The Pope makes a powerful critique of the dangerous ideas of others, including the “idea of infinite or unlimited growth” as being “based on the lie that there is an infinite supply of the earth’s goods, and this leads to the planet being squeezed dry beyond every limit.” While he praises science and technology, he warns of the Babel like view where science and technology shape our way of seeing the world in a reductionist manner, and he sees this as the cause of “the deterioration of the environment” and which also “affects every aspect of human and social life.” Reductionism might solve simple problems, but it destroys the very things we value most in life; truth, beauty and spirituality.
What is on offer instead is a holistic ecology, a rich view “which respects our unique place as human beings in this world and our relationship to our surroundings”. Humans are unique from a theological point of view. Modernism has produced an “excessive anthropocentrism” while “Christian thought sees human beings as possessing a particular dignity above other creatures.” This recognises our difference while enabling us to remember our connectedness and our mission to care as made clear in Genesis 2:15.
Our very physicality ties us to everything else. Our body itself establishes us in a direct relationship with the environment and with other living beings.” This connection is spiritual, for we have communion with the rest of creation, and must avoid being reduced either to a material/spiritual dualism or a scientific detachment that views the world from the outside: “we are not disconnected from the rest of creatures, but joined in a splendid universal communion. As believers, we do not look at the world from without but from within.”

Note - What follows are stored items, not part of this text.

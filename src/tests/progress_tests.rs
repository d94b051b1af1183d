// src/tests/progress_tests.rs
//! Build tracker tests
//!
//! The tracker's registry operations (track, complete, fail, hang detection,
//! the active-build view) never touch the server, so these run against an
//! offline database handle. Progress queries against the live catalog are
//! covered by the integration tests.

use chrono::{Duration, Utc};

use crate::config::BuildConfig;
use crate::progress::{BuildProgress, BuildStatus, BuildTracker};
use crate::tests::test_utils::offline_database;

fn tracker() -> BuildTracker {
    let config = BuildConfig {
        hang_threshold_seconds: 3600,
        poll_interval_seconds: 30,
        statement_timeout_seconds: 3600,
    };
    BuildTracker::new(offline_database(), &config)
}

// The offline handle still builds a lazy sqlx pool, which wants a runtime,
// so these are tokio tests even though nothing awaits.

/// Test that tracking registers a build and completion removes it
#[tokio::test]
async fn test_track_and_complete() {
    let tracker = tracker();

    tracker.track("idx_users_email", "public.users");
    assert_eq!(tracker.tracked_count(), 1);

    tracker.complete("idx_users_email");
    assert_eq!(tracker.tracked_count(), 0);
}

/// Test that a failed build is removed from tracking
#[tokio::test]
async fn test_fail_removes_build() {
    let tracker = tracker();

    tracker.track("idx_users_email", "public.users");
    tracker.fail("idx_users_email");
    assert_eq!(tracker.tracked_count(), 0);

    // Removing an unknown build is a no-op, not a panic.
    tracker.fail("idx_never_tracked");
}

/// Test that a build past the hang threshold is flagged but stays tracked
#[tokio::test]
async fn test_hang_detection_flags_old_builds() {
    let tracker = tracker();
    let now = Utc::now();

    tracker.track("idx_users_email", "public.users");
    tracker.backdate("idx_users_email", now - Duration::hours(2));

    let hanging = tracker.check_hanging_at(now);
    assert_eq!(hanging.len(), 1);
    assert_eq!(hanging[0].index_name, "idx_users_email");
    assert_eq!(hanging[0].status, BuildStatus::Hanging);
    assert_eq!(
        tracker.tracked_count(),
        1,
        "hang detection is advisory; the build stays tracked"
    );
}

/// Test that fresh builds are not flagged as hanging
#[tokio::test]
async fn test_fresh_builds_not_hanging() {
    let tracker = tracker();

    tracker.track("idx_users_email", "public.users");
    let hanging = tracker.check_hanging_at(Utc::now());
    assert!(hanging.is_empty(), "a just-started build must not be flagged");

    let active = tracker.active_builds();
    assert_eq!(active[0].status, BuildStatus::Building);
}

/// Test that the active view orders builds longest-running first and leaves
/// progress empty until the server reports it
#[tokio::test]
async fn test_active_builds_longest_running_first() {
    let tracker = tracker();
    let now = Utc::now();

    tracker.track("idx_new", "public.orders");
    tracker.track("idx_old", "public.users");
    tracker.backdate("idx_old", now - Duration::minutes(30));

    let active = tracker.active_builds();
    assert_eq!(active.len(), 2);
    assert_eq!(active[0].index_name, "idx_old");
    assert!(active[0].running_seconds >= active[1].running_seconds);
    assert_eq!(
        active[0].progress_percent, None,
        "no progress rows have been polled yet"
    );
    assert_eq!(active[0].phase, None);
}

/// Test that progress answers serialize with a state tag for the ops CLI
#[test]
fn test_progress_serialization_shape() {
    let in_progress = BuildProgress::InProgress {
        phase: "building index".to_string(),
        tuples_done: 500,
        tuples_total: 1000,
    };
    let value = serde_json::to_value(&in_progress).unwrap();
    assert_eq!(value["state"], "in_progress");
    assert_eq!(value["tuples_done"], 500);

    let complete = serde_json::to_value(&BuildProgress::Complete).unwrap();
    assert_eq!(complete["state"], "complete");

    let unknown = serde_json::to_value(&BuildProgress::Unknown).unwrap();
    assert_eq!(unknown["state"], "unknown");
}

It’s not as if we are to go back to life in the trees, for “Nobody is suggesting a return to the Stone Age, but we do need to slow down and look at reality in a different way.” The lens for this different way is a gospel centred one. Francis extols the simplicity of his namesake and notes to date that “to blame population growth instead of extreme and selective consumerism on the part of some, is one way of refusing to face the issues.” If Christians are going to join Pope Francis in this prophetic call rather than simply wait for the market to sort out climate change, it will require some bold vision, myth deconstructions and lifestyle choices.